A review of facility grievances from the months of January through March 2024, revealed no grievances from Resident R1's family member.

During an interview with Resident R1's resident family member on 3/19/24, at 6:00 p.m. it was indicated that a letter of concern was written by Resident R1's family member in February 2024, and provided to Employee E1 regarding care and treatment concerns for Resident R1.

During an interview with Employee E1 on 3/20/24, at approximately 4:55 p.m. it was revealed that he/she did receive a letter of concern from Resident R1's family member in February 2024, but failed to provide it to any further facility staff to address the concerns.

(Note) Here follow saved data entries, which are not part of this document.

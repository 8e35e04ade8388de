//! Conversion of raw engine values into host-native records.
//!
//! Each collection is converted item by item: an item with an unexpected
//! shape is logged and dropped while the rest of the batch survives. Shape
//! errors at the top level of a result are returned to the caller instead.

pub(crate) mod code_actions;
pub(crate) mod completions;
pub(crate) mod diagnostics;
pub(crate) mod emit;
pub(crate) mod navigation;
pub(crate) mod overview;
pub mod text;

use serde::de::DeserializeOwned;
use serde_json::Value;
use tracing::warn;

use crate::errors::MarshalError;

const MARSHAL_TARGET: &str = "quill::marshal";

/// Decodes `value` into `T`, labelling failures with `item`.
pub(crate) fn decode<T: DeserializeOwned>(item: &'static str, value: Value) -> Result<T, MarshalError> {
    serde_json::from_value(value).map_err(|error| MarshalError::shape(item, error))
}

/// Converts every value with `convert`, skipping the ones that fail.
pub(crate) fn convert_each<U>(
    item: &'static str,
    values: Vec<Value>,
    mut convert: impl FnMut(Value) -> Result<U, MarshalError>,
) -> Vec<U> {
    let mut converted = Vec::with_capacity(values.len());
    for (index, value) in values.into_iter().enumerate() {
        match convert(value) {
            Ok(record) => converted.push(record),
            Err(error) => warn!(
                target: MARSHAL_TARGET,
                item,
                index,
                %error,
                "skipping malformed item"
            ),
        }
    }
    converted
}

#[cfg(test)]
mod tests {
    use serde::Deserialize;
    use serde_json::json;

    use super::*;

    #[derive(Debug, Deserialize, PartialEq)]
    struct Named {
        name: String,
    }

    #[test]
    fn skips_items_that_fail_and_keeps_order() {
        let values = vec![
            json!({ "name": "first" }),
            json!({ "nom": "broken" }),
            json!({ "name": "third" }),
        ];

        let converted = convert_each("named", values, |value| decode::<Named>("named", value));

        assert_eq!(
            converted,
            vec![
                Named {
                    name: String::from("first")
                },
                Named {
                    name: String::from("third")
                },
            ]
        );
    }

    #[test]
    fn labels_shape_errors_with_the_item() {
        let error = decode::<Named>("named thing", json!(42)).expect_err("should fail");

        assert!(error.to_string().starts_with("malformed named thing"));
    }
}
//! Structured telemetry initialisation for embedding applications.

use std::io::{self, IsTerminal};

use once_cell::sync::OnceCell;
use quill_config::{Config, LogFormat};
use tracing::{Subscriber, subscriber::SetGlobalDefaultError};
use tracing_subscriber::EnvFilter;
use tracing_subscriber::filter::Directive;
use tracing_subscriber::fmt;

use crate::host::ENGINE_TARGET;

static TELEMETRY_GUARD: OnceCell<()> = OnceCell::new();

/// Handle returned when telemetry has been initialised.
#[derive(Debug, Default, Clone, Copy)]
pub struct TelemetryHandle;

/// Errors encountered while configuring telemetry.
#[derive(Debug, thiserror::Error)]
pub enum TelemetryError {
    /// Failed to parse the configured log filter expression.
    #[error("invalid log filter: {0}")]
    Filter(String),
    /// Failed to install the tracing subscriber.
    #[error("failed to install telemetry subscriber: {0}")]
    Subscriber(SetGlobalDefaultError),
}

/// Installs the global tracing subscriber on first call.
///
/// Later calls return a fresh [`TelemetryHandle`] without touching global
/// state, so an editor and the bridge may both call this safely.
pub fn initialise(config: &Config) -> Result<TelemetryHandle, TelemetryError> {
    TELEMETRY_GUARD
        .get_or_try_init(|| install_subscriber(config))
        .map(|_| TelemetryHandle)
}

/// Builds the subscriber filter from `config`.
///
/// With `engine_trace` set, the engine target is raised to `trace` on top of
/// the configured filter so forwarded trace messages are not dropped.
fn build_filter(config: &Config) -> Result<EnvFilter, TelemetryError> {
    let filter = EnvFilter::try_new(config.log_filter())
        .map_err(|error| TelemetryError::Filter(error.to_string()))?;
    if !config.engine_trace() {
        return Ok(filter);
    }
    let directive: Directive = format!("{ENGINE_TARGET}=trace")
        .parse()
        .map_err(|error: tracing_subscriber::filter::ParseError| {
            TelemetryError::Filter(error.to_string())
        })?;
    Ok(filter.add_directive(directive))
}

fn install_subscriber(config: &Config) -> Result<(), TelemetryError> {
    let filter = build_filter(config)?;

    let builder = |filter: EnvFilter| {
        fmt::Subscriber::builder()
            .with_env_filter(filter)
            .with_target(true)
            .with_level(true)
            .with_thread_ids(false)
            .with_thread_names(false)
            .with_writer(io::stderr)
            .with_ansi(io::stderr().is_terminal())
            .with_timer(fmt::time::UtcTime::rfc_3339())
    };

    let subscriber: Box<dyn Subscriber + Send + Sync> = match config.log_format() {
        LogFormat::Json => Box::new(builder(filter).json().flatten_event(true).finish()),
        LogFormat::Compact => Box::new(builder(filter).compact().finish()),
    };

    tracing::subscriber::set_global_default(subscriber).map_err(TelemetryError::Subscriber)
}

An interview with the Director of Nursing on 3/20/24, at approximately 6:00 p.m. confirmed that he/she was unaware of Resident R1 family member's care and treatment concerns and further confirmed that the above noted letter of concern regarding the care and treatment concerns were not addressed timely as per the facility grievance policy as stated above.

28 Pa. Code 201.14(a) Responsibility of licensee

28 Pa. Code 201.18(b)(1)(3) Management

28 Pa. Code 201.29(a) Resident rights





 Plan of Correction - To be completed: 04/17/2024

Plan of Correction 0585

No residents have been negatively effected by deficiency.

R 1's family member was contacted by phone on 3/20/2024 by DON to discuss concerns and address issues written in letter received by DON on 3/19/2024. Concern report was properly completed, with resolutions, and provided to Social service Director as Per facility policy.


1. Staff will be educated by social service or designee of facilities' concerns and grievances policy by 4/12/2024.
Staff will attend in-service and sign to attest to understanding policy and procedure to be followed by all staff.
2. Upon admission, Social Services/designee will inform residents of their right to voice concerns with respect to treatment received, as well as lack of treatment received, during their stay in the facility. The residents will be educated to process that Social Services Director has established.
a. Review of information provided to residents and or designee will be documented in each morning clinical meeting for 4 weeks. Audit of reviews and corrections as needed, will be documented by social service director, and provided to DON or Designee weekly with IDT for 4 weeks to ensure all new admissions have been educated to concern/grievance policy and process.
b. The Concern Form will be utilized for each Resident Council meeting when concerns are brought forth. Any concerns identified will be addressed per policy, as established by Social Service Director.
c. DON will audit weekly concerns and discern follow up performed properly with social services director, during weekly "RISK" meetings with IDT. Concerns will be addressed with plans to correct as presented. This will continue as part of standard procedure for weekly meeting.
d. NHA or designee will audit resident council meeting minutes x 4 to ensure processes is compliant.


3. Results reviewed Monthly (QAOI) review of concern/ grievance process will be discussed Continuing education will be determined, monthly, to ensure Compliance and evaluate need for further audit.